'''

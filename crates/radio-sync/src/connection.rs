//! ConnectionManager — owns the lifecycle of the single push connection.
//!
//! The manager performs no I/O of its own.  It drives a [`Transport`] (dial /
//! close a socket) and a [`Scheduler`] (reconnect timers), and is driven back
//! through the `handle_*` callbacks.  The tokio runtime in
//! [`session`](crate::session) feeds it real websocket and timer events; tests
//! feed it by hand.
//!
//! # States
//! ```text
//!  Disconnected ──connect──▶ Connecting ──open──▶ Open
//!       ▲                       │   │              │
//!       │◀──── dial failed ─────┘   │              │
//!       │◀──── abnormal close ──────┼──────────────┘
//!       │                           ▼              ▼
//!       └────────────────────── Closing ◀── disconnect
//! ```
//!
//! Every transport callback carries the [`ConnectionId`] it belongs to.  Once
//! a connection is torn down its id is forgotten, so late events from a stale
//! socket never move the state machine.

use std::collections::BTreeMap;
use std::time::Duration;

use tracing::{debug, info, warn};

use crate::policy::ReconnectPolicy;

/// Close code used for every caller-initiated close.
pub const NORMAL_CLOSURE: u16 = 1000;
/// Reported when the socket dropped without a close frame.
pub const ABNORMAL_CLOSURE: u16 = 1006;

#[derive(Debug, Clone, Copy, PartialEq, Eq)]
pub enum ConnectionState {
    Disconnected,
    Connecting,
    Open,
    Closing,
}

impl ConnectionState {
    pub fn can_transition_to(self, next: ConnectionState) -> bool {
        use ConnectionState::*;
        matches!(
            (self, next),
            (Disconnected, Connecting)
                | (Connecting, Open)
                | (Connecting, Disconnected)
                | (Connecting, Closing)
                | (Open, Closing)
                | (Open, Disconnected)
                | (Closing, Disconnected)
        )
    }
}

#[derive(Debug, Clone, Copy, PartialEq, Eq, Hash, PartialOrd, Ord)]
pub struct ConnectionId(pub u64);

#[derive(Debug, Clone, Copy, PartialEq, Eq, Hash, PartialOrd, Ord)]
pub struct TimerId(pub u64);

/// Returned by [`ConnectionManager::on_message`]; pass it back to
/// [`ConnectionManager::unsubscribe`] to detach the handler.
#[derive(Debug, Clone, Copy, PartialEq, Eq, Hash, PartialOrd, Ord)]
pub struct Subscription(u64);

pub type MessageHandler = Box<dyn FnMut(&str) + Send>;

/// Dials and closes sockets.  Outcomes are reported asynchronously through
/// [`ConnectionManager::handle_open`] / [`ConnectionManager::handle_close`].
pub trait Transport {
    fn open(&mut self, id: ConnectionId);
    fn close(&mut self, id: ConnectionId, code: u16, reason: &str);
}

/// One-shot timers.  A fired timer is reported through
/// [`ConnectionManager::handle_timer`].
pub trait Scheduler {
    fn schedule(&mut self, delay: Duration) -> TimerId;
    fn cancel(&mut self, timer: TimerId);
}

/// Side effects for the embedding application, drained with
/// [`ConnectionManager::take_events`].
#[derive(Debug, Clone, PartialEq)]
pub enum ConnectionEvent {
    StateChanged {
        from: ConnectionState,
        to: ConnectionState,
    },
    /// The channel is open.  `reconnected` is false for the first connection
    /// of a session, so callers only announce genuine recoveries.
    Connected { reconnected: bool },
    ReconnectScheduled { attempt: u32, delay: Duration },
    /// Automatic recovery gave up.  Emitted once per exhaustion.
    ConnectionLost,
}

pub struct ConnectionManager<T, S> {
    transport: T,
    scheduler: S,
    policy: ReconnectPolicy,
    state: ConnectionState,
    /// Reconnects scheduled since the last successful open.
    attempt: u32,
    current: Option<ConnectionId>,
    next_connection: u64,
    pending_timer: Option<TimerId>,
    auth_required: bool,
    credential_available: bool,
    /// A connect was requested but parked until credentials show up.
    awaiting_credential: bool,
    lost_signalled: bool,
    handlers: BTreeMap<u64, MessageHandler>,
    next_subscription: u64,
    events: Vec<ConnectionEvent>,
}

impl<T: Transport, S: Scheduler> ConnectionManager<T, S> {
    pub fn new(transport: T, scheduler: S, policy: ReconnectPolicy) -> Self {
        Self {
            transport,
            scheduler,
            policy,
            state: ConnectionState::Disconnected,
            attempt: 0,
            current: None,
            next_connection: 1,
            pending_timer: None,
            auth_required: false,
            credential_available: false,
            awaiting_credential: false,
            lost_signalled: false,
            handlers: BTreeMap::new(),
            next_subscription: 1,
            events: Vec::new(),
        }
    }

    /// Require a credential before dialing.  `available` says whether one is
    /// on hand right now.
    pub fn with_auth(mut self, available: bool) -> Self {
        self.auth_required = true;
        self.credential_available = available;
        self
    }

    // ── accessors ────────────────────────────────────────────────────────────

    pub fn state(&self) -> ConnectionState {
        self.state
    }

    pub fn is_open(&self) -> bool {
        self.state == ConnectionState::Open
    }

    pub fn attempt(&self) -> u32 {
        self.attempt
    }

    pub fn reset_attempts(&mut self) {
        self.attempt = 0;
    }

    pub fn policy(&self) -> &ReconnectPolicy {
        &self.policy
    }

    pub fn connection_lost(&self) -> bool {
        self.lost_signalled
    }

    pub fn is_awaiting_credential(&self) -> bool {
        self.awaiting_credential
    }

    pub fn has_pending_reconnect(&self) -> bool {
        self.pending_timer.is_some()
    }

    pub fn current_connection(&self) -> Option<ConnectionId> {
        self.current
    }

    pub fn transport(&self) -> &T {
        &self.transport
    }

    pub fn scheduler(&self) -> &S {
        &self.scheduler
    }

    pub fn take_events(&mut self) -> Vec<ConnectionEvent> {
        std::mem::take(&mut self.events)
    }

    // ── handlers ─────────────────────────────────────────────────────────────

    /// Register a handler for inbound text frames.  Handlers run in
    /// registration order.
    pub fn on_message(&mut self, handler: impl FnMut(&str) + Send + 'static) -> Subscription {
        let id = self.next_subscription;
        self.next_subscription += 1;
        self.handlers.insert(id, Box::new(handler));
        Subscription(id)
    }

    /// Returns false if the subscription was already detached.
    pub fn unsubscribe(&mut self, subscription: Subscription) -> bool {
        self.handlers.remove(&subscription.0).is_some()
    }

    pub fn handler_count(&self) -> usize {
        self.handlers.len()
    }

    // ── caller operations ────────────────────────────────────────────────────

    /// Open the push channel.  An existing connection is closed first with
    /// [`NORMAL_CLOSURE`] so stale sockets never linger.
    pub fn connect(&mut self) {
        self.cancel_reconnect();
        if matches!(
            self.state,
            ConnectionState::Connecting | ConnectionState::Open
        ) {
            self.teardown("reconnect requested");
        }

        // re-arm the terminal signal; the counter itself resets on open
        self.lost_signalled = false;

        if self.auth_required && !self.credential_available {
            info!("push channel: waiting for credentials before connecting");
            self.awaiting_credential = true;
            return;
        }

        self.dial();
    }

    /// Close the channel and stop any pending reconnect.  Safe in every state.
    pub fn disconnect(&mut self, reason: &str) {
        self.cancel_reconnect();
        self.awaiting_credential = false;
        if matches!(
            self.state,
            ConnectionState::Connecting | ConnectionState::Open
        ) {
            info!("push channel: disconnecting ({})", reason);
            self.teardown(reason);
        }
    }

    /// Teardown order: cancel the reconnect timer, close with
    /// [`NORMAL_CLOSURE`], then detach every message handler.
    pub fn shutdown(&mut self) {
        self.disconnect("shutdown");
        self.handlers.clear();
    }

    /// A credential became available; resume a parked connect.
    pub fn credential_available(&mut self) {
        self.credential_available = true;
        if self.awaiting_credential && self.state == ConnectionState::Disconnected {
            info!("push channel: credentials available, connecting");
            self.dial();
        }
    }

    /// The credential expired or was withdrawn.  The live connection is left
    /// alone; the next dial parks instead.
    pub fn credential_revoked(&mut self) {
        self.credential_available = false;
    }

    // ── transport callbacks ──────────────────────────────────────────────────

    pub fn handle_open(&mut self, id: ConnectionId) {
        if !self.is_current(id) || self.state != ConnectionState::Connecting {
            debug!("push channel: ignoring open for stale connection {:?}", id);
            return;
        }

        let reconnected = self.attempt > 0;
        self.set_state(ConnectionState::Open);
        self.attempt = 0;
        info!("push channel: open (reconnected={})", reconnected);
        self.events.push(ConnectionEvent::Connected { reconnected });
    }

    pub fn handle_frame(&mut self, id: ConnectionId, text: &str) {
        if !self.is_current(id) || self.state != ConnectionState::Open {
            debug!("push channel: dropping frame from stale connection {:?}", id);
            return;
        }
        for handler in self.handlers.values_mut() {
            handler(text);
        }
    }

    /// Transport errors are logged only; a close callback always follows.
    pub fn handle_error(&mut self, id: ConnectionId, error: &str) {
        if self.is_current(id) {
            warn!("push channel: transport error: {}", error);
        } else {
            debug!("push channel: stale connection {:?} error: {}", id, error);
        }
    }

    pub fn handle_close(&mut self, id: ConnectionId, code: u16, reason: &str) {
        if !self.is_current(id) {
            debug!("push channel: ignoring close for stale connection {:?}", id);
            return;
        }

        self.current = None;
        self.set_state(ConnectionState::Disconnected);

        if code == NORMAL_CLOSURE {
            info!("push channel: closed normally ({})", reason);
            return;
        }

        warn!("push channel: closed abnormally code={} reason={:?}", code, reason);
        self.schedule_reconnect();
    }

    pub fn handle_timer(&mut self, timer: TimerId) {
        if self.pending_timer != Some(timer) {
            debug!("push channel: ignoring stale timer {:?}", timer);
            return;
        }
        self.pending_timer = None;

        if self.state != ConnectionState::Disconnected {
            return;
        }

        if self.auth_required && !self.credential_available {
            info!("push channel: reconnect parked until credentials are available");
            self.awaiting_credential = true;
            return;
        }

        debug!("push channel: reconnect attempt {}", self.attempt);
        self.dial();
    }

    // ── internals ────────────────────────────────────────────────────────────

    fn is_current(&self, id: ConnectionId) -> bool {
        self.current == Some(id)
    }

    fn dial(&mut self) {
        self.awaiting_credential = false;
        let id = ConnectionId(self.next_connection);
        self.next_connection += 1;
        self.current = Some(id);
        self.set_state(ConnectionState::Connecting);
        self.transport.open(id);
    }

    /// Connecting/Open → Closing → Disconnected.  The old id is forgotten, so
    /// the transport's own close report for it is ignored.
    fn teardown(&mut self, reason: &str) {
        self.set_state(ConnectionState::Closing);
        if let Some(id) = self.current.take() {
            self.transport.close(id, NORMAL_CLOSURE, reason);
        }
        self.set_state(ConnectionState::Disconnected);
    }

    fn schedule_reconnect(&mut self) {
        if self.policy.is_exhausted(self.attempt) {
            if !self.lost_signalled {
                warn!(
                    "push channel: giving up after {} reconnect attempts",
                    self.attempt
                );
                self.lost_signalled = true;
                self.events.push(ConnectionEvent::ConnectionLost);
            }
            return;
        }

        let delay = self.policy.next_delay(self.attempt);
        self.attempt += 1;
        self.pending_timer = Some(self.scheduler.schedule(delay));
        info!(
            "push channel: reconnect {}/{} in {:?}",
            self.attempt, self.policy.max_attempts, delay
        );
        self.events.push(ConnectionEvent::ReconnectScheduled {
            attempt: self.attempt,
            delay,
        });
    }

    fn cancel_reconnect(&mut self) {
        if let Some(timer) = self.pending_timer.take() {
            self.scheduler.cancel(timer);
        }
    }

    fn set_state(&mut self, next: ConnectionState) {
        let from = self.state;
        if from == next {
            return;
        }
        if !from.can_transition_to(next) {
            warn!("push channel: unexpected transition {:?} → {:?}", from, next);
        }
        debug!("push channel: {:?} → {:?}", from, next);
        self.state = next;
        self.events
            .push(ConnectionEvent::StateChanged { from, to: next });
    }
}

'''

**Description of the task**
Beginning at the opening line of the data, transcribe each line exactly until you reach the line with "is driven back", which you also include, and go no further.

**Task answer**
filename crates/radio-sync/src/connection.rs
//! ConnectionManager — owns the lifecycle of the single push connection.
//!
//! The manager performs no I/O of its own.  It drives a [`Transport`] (dial /
//! close a socket) and a [`Scheduler`] (reconnect timers), and is driven back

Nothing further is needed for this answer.